Usually has a stable response

7

Avg. Food Score on Ultrahuman App

74%

Ultrahuman Users got a STABLE response

How to consume Tea With Skimmed Milk without glucose spikes

Add Cinnamon

Sprinkle a small amount of cinnamon into your tea. Cinnamon can help improve insulin sensitivity and slow down the digestion of carbohydrates.

Choose High-Fiber Snacks

Pair your tea with a small portion of nuts like almonds or walnuts. These snacks are low in carbohydrates and high in fiber, which can help stabilize blood sugar.

Opt for Whole Grain Bites

If you want something more substantial, have a piece of whole-grain toast or a small whole-grain cracker on the side. The fiber content can help mitigate glucose spikes.

Incorporate Protein

Add a source of protein to your tea break, such as a boiled egg or a small amount of Greek yogurt.

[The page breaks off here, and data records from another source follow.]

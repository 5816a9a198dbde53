//! Sync wire frames.
//!
//! Frames travel as binary websocket messages in MessagePack encoding.
//! The handshake is `Hello → (Welcome | Denied)`, followed by a full
//! [`Frame::State`] exchange in both directions, after which both sides
//! stream [`Frame::Update`] batches.

use serde::{Deserialize, Serialize};

#[cfg(test)]
use crate::error::SyncError;
use crate::error::SyncResult;

/// One sync protocol frame.
#[derive(Debug, Clone, PartialEq, Serialize, Deserialize)]
pub enum Frame {
    /// Client → hub greeting. `ticket` is present only on a first join.
    Hello {
        room: String,
        node_id: String,
        #[serde(skip_serializing_if = "Option::is_none")]
        ticket: Option<String>,
    },
    /// Hub → client: admitted; carries the hub's node id.
    Welcome { node_id: String },
    /// Hub → client: rejected; the connection closes after this frame.
    Denied { reason: String },
    /// Full encoded document state.
    State { bytes: Vec<u8> },
    /// Incremental encoded op batch.
    Update { bytes: Vec<u8> },
}

impl Frame {
    /// Encode for the wire.
    ///
    /// # Errors
    ///
    /// Returns [`SyncError::Encode`] if serialization fails.
    pub fn encode(&self) -> SyncResult<Vec<u8>> {
        Ok(rmp_serde::to_vec_named(self)?)
    }

    /// Decode from the wire.
    ///
    /// # Errors
    ///
    /// Returns [`SyncError::Decode`] for a corrupt frame.
    pub fn decode(bytes: &[u8]) -> SyncResult<Self> {
        Ok(rmp_serde::from_slice(bytes)?)
    }
}
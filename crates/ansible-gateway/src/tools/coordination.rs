//! Coordination and delegation-policy tool operations.

use ansible_core::{maps, now_ms, AgentId, NodeId};
use serde::{Deserialize, Serialize};
use sha2::{Digest, Sha256};
use tracing::{info, warn};

use crate::coord;
use crate::error::{ToolError, ToolResult};
use crate::sweep::sla::{sla_sweep, SlaSweepOptions, SlaSweepReport};

use super::Tools;

/// The versioned delegation policy blob.
#[derive(Debug, Clone, Serialize, Deserialize)]
#[serde(rename_all = "camelCase")]
pub struct DelegationPolicy {
    pub version: String,
    pub checksum: String,
    pub markdown: String,
    pub updated_at: i64,
    pub updated_by: String,
}

impl Tools {
    /// The whole coordination map, materialized.
    pub fn get_coordination(&self) -> ToolResult<serde_json::Value> {
        self.ensure_authorized()?;
        let entries: serde_json::Map<String, serde_json::Value> = self
            .doc()
            .entries(maps::COORDINATION)
            .into_iter()
            .collect();
        Ok(serde_json::Value::Object(entries))
    }

    /// Record this node's preference under `pref:<nodeId>`.
    pub fn set_coordination_preference(&self, preference: &str) -> ToolResult<()> {
        self.ensure_authorized()?;
        self.doc().insert_value(
            maps::COORDINATION,
            &coord::pref_key(self.node().as_str()),
            preference.into(),
        );
        Ok(())
    }

    /// Set the coordinator (and optionally the sweep cadence). Moving the
    /// role away from an existing holder requires the explicit
    /// last-resort confirmation.
    pub fn set_coordination(
        &self,
        coordinator: &NodeId,
        sweep_every_seconds: Option<i64>,
        confirm_last_resort: bool,
    ) -> ToolResult<()> {
        self.ensure_authorized()?;
        if let Some(current) = coord::coordinator(self.doc()) {
            if current != coordinator.as_str() && !confirm_last_resort {
                return Err(ToolError::InvalidState(format!(
                    "coordinator is already {current}; pass confirmLastResort to move the role"
                )));
            }
        }
        self.doc().insert_value(
            maps::COORDINATION,
            coord::COORDINATOR,
            coordinator.as_str().into(),
        );
        if let Some(every) = sweep_every_seconds {
            if every < 30 {
                return Err(ToolError::InvalidParams(
                    "sweepEverySeconds must be >= 30".to_string(),
                ));
            }
            self.doc()
                .insert_value(maps::COORDINATION, coord::SWEEP_EVERY_SECONDS, every.into());
        }
        info!(coordinator = %coordinator, "coordinator set");
        Ok(())
    }

    /// Configure closed-task retention: days in [1, 90], cadence hours in
    /// [1, 168].
    pub fn set_retention(
        &self,
        closed_task_retention_days: i64,
        prune_every_hours: i64,
    ) -> ToolResult<()> {
        self.ensure_authorized()?;
        if !(1..=90).contains(&closed_task_retention_days) {
            return Err(ToolError::InvalidParams(
                "closedTaskRetentionDays must be in [1, 90]".to_string(),
            ));
        }
        if !(1..=168).contains(&prune_every_hours) {
            return Err(ToolError::InvalidParams(
                "pruneEveryHours must be in [1, 168]".to_string(),
            ));
        }
        self.doc().insert_value(
            maps::COORDINATION,
            coord::RETENTION_CLOSED_TASK_SECONDS,
            (closed_task_retention_days * 86_400).into(),
        );
        self.doc().insert_value(
            maps::COORDINATION,
            coord::RETENTION_PRUNE_EVERY_SECONDS,
            (prune_every_hours * 3_600).into(),
        );
        Ok(())
    }

    /// Read the current delegation policy.
    pub fn get_delegation_policy(&self) -> ToolResult<DelegationPolicy> {
        self.ensure_authorized()?;
        let doc = self.doc();
        let markdown = coord::get_string(doc, coord::DELEGATION_POLICY_MARKDOWN)
            .ok_or_else(|| ToolError::NotFound {
                what: "delegation policy".to_string(),
            })?;
        Ok(DelegationPolicy {
            version: coord::get_string(doc, coord::DELEGATION_POLICY_VERSION).unwrap_or_default(),
            checksum: coord::get_string(doc, coord::DELEGATION_POLICY_CHECKSUM).unwrap_or_default(),
            markdown,
            updated_at: coord::get_i64(doc, coord::DELEGATION_POLICY_UPDATED_AT, 0),
            updated_by: coord::get_string(doc, coord::DELEGATION_POLICY_UPDATED_BY)
                .unwrap_or_default(),
        })
    }

    /// Publish a new delegation policy. Coordinator-only; the checksum
    /// defaults to sha-256 over the markdown.
    pub fn set_delegation_policy(
        &self,
        policy_markdown: &str,
        version: &str,
        checksum: Option<&str>,
        notify_agents: &[AgentId],
    ) -> ToolResult<DelegationPolicy> {
        self.ensure_authorized()?;
        let current = coord::coordinator(self.doc());
        if current.as_deref() != Some(self.node().as_str()) {
            return Err(ToolError::NotCoordinator {
                current: current.unwrap_or_else(|| "<unset>".to_string()),
            });
        }
        if policy_markdown.is_empty() || version.is_empty() {
            return Err(ToolError::InvalidParams(
                "policyMarkdown and version are required".to_string(),
            ));
        }

        let checksum = match checksum {
            Some(checksum) => checksum.to_string(),
            None => sha256_hex(policy_markdown),
        };
        let now = now_ms();
        let doc = self.doc();
        doc.insert_value(maps::COORDINATION, coord::DELEGATION_POLICY_MARKDOWN, policy_markdown.into());
        doc.insert_value(maps::COORDINATION, coord::DELEGATION_POLICY_VERSION, version.into());
        doc.insert_value(maps::COORDINATION, coord::DELEGATION_POLICY_CHECKSUM, checksum.clone().into());
        doc.insert_value(maps::COORDINATION, coord::DELEGATION_POLICY_UPDATED_AT, now.into());
        doc.insert_value(
            maps::COORDINATION,
            coord::DELEGATION_POLICY_UPDATED_BY,
            self.node().as_str().into(),
        );

        for agent in notify_agents {
            let note = format!("delegation policy updated to version {version}");
            if let Err(e) = self.send_message(&note, vec![agent.clone()], None) {
                warn!(agent = %agent, error = %e, "policy notification failed");
            }
        }
        info!(version, "delegation policy published");
        Ok(DelegationPolicy {
            version: version.to_string(),
            checksum,
            markdown: policy_markdown.to_string(),
            updated_at: now,
            updated_by: self.node().to_string(),
        })
    }

    /// Acknowledge the current (or a specific) policy version for this
    /// node's agent.
    pub fn ack_delegation_policy(
        &self,
        version: Option<&str>,
        checksum: Option<&str>,
    ) -> ToolResult<()> {
        self.ensure_authorized()?;
        let doc = self.doc();
        let version = match version {
            Some(v) => v.to_string(),
            None => coord::get_string(doc, coord::DELEGATION_POLICY_VERSION).ok_or_else(|| {
                ToolError::NotFound {
                    what: "delegation policy".to_string(),
                }
            })?,
        };
        let checksum = match checksum {
            Some(c) => c.to_string(),
            None => coord::get_string(doc, coord::DELEGATION_POLICY_CHECKSUM).unwrap_or_default(),
        };

        let agent = self.self_agent();
        doc.insert_value(
            maps::COORDINATION,
            &coord::delegation_ack_key(agent.as_str(), "version"),
            version.into(),
        );
        doc.insert_value(
            maps::COORDINATION,
            &coord::delegation_ack_key(agent.as_str(), "checksum"),
            checksum.into(),
        );
        doc.insert_value(
            maps::COORDINATION,
            &coord::delegation_ack_key(agent.as_str(), "at"),
            now_ms().into(),
        );
        Ok(())
    }

    /// Run an SLA sweep on demand. Coordinator-only (the periodic sweeper
    /// applies the same gate).
    pub fn run_sla_sweep(&self, opts: &SlaSweepOptions) -> ToolResult<SlaSweepReport> {
        self.ensure_authorized()?;
        let current = coord::coordinator(self.doc());
        if current.as_deref() != Some(self.node().as_str()) {
            return Err(ToolError::NotCoordinator {
                current: current.unwrap_or_else(|| "<unset>".to_string()),
            });
        }
        let now = now_ms();
        let report = sla_sweep(self.doc(), self.node(), opts, now);
        if !opts.dry_run {
            self.doc()
                .insert_value(maps::COORDINATION, coord::SLA_SWEEP_LAST_AT, now.into());
        }
        Ok(report)
    }
}

fn sha256_hex(input: &str) -> String {
    let digest = Sha256::digest(input.as_bytes());
    digest.iter().map(|b| format!("{b:02x}")).collect()
}

#[cfg(test)]
mod tests {
    use super::*;
    use crate::tools::test_support::tools;

    #[test]
    fn coordinator_moves_require_confirmation() {
        let t = tools("bb1");
        t.set_coordination(&NodeId::new("bb1"), Some(300), false)
            .unwrap();
        assert_eq!(
            coord::coordinator(t.doc()).as_deref(),
            Some("bb1")
        );

        // Re-setting the same holder needs no confirmation.
        t.set_coordination(&NodeId::new("bb1"), None, false).unwrap();

        // Moving it does.
        let err = t
            .set_coordination(&NodeId::new("e1"), None, false)
            .unwrap_err();
        assert_eq!(err.kind(), ansible_core::ErrorKind::InvalidState);
        assert!(err.envelope()["error"].as_str().unwrap().contains("bb1"));

        t.set_coordination(&NodeId::new("e1"), None, true).unwrap();
        assert_eq!(coord::coordinator(t.doc()).as_deref(), Some("e1"));
    }

    #[test]
    fn retention_ranges_are_enforced() {
        let t = tools("bb1");
        for (days, hours) in [(0, 24), (91, 24), (7, 0), (7, 169)] {
            let err = t.set_retention(days, hours).unwrap_err();
            assert_eq!(err.kind(), ansible_core::ErrorKind::InvalidParams);
        }
        t.set_retention(7, 24).unwrap();
        assert_eq!(
            coord::get_i64(t.doc(), coord::RETENTION_CLOSED_TASK_SECONDS, 0),
            7 * 86_400
        );
        assert_eq!(
            coord::get_i64(t.doc(), coord::RETENTION_PRUNE_EVERY_SECONDS, 0),
            24 * 3_600
        );
    }

    #[test]
    fn delegation_policy_is_coordinator_only_with_default_checksum() {
        let t = tools("bb1");

        // Nobody is coordinator yet.
        let err = t
            .set_delegation_policy("# policy", "v1", None, &[])
            .unwrap_err();
        assert!(matches!(err, ToolError::NotCoordinator { .. }));

        t.set_coordination(&NodeId::new("bb1"), None, false).unwrap();
        let policy = t
            .set_delegation_policy("# policy", "v1", None, &[])
            .unwrap();
        assert_eq!(policy.version, "v1");
        assert_eq!(policy.checksum.len(), 64);
        assert_eq!(policy.checksum, sha256_hex("# policy"));

        let read = t.get_delegation_policy().unwrap();
        assert_eq!(read.markdown, "# policy");
        assert_eq!(read.updated_by, "bb1");
    }

    #[test]
    fn policy_ack_records_version_checksum_and_time() {
        let t = tools("bb1");
        t.set_coordination(&NodeId::new("bb1"), None, false).unwrap();
        t.set_delegation_policy("# policy", "v2", None, &[]).unwrap();

        t.ack_delegation_policy(None, None).unwrap();
        let acks = t.get_coordination().unwrap();
        assert_eq!(acks["delegationAck:bb1:version"], "v2");
        assert_eq!(acks["delegationAck:bb1:checksum"], sha256_hex("# policy"));
        assert!(acks["delegationAck:bb1:at"].as_i64().unwrap() > 0);
    }

    #[test]
    fn ack_without_policy_is_not_found() {
        let t = tools("bb1");
        let err = t.ack_delegation_policy(None, None).unwrap_err();
        assert_eq!(err.kind(), ansible_core::ErrorKind::NotFound);
    }

    #[test]
    fn preference_lands_under_the_node_key() {
        let t = tools("bb1");
        t.set_coordination_preference("prefer-backbone").unwrap();
        let all = t.get_coordination().unwrap();
        assert_eq!(all["pref:bb1"], "prefer-backbone");
    }
}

Protein can slow carbohydrate absorption.

Limit the Amount

Consider reducing the quantity of skimmed milk in your tea, as lactose can contribute to glucose spikes.

Try Plant-Based Milk

Experiment with unsweetened almond milk or soy milk, which typically have a lower impact on blood sugar.

Avoid Added Sugars

Ensure that you are not adding any sugar or sweetened syrups to your tea, as they can cause significant glucose spikes.

Stay Hydrated

Drink plenty of water throughout the day to help your body manage blood sugar levels more effectively.

Have a Balanced Meal Before

If possible, consume a balanced meal containing fiber, protein, and healthy fats before your tea to slow sugar absorption.

Practice Portion Control

Be mindful of your portion sizes for both the tea and any accompaniments to better manage blood sugar levels.